→ Problem requirements: Write out exactly the lines from the start of the entries through the one that contains "let Some(package) = manager.package(&args.package)", including both.

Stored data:
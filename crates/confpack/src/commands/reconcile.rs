//! Reconcile command: dry-run selection reconciliation
//!
//! Runs the selection reconciler for one package against the live collection
//! and an optional selections file, and prints the resulting partition. The
//! snapshot is never modified; use `export` to finalize.

use crate::cli::OutputFormat;
use crate::commands::shared::{load_manager, load_selections};
use anyhow::Result;
use confpack_core::errors::PackageError;
use confpack_core::reconcile::{
    ReconcileOptions, ReconcileOutcome, Section, SelectionReconciler,
};
use std::path::PathBuf;

pub struct ReconcileArgs {
    pub snapshot: PathBuf,
    pub package: String,
    pub selections: Option<PathBuf>,
    pub allow_conflicts: bool,
    pub output_format: OutputFormat,
}

fn print_text(outcome: &ReconcileOutcome) {
    for (component, state) in &outcome.state.components {
        println!("{} ({})", component, state.items.len());
        for section in Section::ALL {
            let keys = state.section_keys(section);
            if keys.is_empty() {
                continue;
            }
            println!("  {}:", section.as_str());
            for key in keys {
                let item = &state.items[key];
                let mark = if item.checked { "x" } else { " " };
                println!("    [{}] {}  {}", mark, key, item.label);
            }
        }
    }
    if !outcome.conflicts.is_empty() {
        println!("Conflicts (claimed by another exported package):");
        for (component, items) in &outcome.conflicts {
            for (key, label) in items {
                println!("  {}/{}  {}", component, key, label);
            }
        }
    }
    if !outcome.missing.is_empty() {
        println!("Configuration missing from the site:");
        for name in &outcome.missing {
            println!("  {}", name);
        }
        println!("Run import-missing to restore it before exporting.");
    }
}

pub fn execute(args: ReconcileArgs) -> Result<()> {
    let manager = load_manager(&args.snapshot)?;
    let Some(package) = manager.package(&args.package) else {
        return Err(PackageError::NotFound { name: args.package }.into());
    };
    let submission = load_selections(args.selections.as_deref())?;
    let reconciler = SelectionReconciler::new(&manager);
    let outcome = reconciler.reconcile(
        package,
        &submission,
        &ReconcileOptions {
            allow_conflicts: args.allow_conflicts,
        },
    );

    match args.output_format {
        OutputFormat::Json => println!("{}", serde_json::to_string_pretty(&outcome)?),
        OutputFormat::Text => print_text(&outcome),
    }
    Ok(())
}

→ Result of the task:
filename crates/confpack/src/commands/reconcile.rs
//! Reconcile command: dry-run selection reconciliation
//!
//! Runs the selection reconciler for one package against the live collection
//! and an optional selections file, and prints the resulting partition. The
//! snapshot is never modified; use `export` to finalize.

use crate::cli::OutputFormat;
use crate::commands::shared::{load_manager, load_selections};
use anyhow::Result;
use confpack_core::errors::PackageError;
use confpack_core::reconcile::{
    ReconcileOptions, ReconcileOutcome, Section, SelectionReconciler,
};
use std::path::PathBuf;

pub struct ReconcileArgs {
    pub snapshot: PathBuf,
    pub package: String,
    pub selections: Option<PathBuf>,
    pub allow_conflicts: bool,
    pub output_format: OutputFormat,
}

fn print_text(outcome: &ReconcileOutcome) {
    for (component, state) in &outcome.state.components {
        println!("{} ({})", component, state.items.len());
        for section in Section::ALL {
            let keys = state.section_keys(section);
            if keys.is_empty() {
                continue;
            }
            println!("  {}:", section.as_str());
            for key in keys {
                let item = &state.items[key];
                let mark = if item.checked { "x" } else { " " };
                println!("    [{}] {}  {}", mark, key, item.label);
            }
        }
    }
    if !outcome.conflicts.is_empty() {
        println!("Conflicts (claimed by another exported package):");
        for (component, items) in &outcome.conflicts {
            for (key, label) in items {
                println!("  {}/{}  {}", component, key, label);
            }
        }
    }
    if !outcome.missing.is_empty() {
        println!("Configuration missing from the site:");
        for name in &outcome.missing {
            println!("  {}", name);
        }
        println!("Run import-missing to restore it before exporting.");
    }
}

pub fn execute(args: ReconcileArgs) -> Result<()> {
    let manager = load_manager(&args.snapshot)?;
    let Some(package) = manager.package(&args.package) else {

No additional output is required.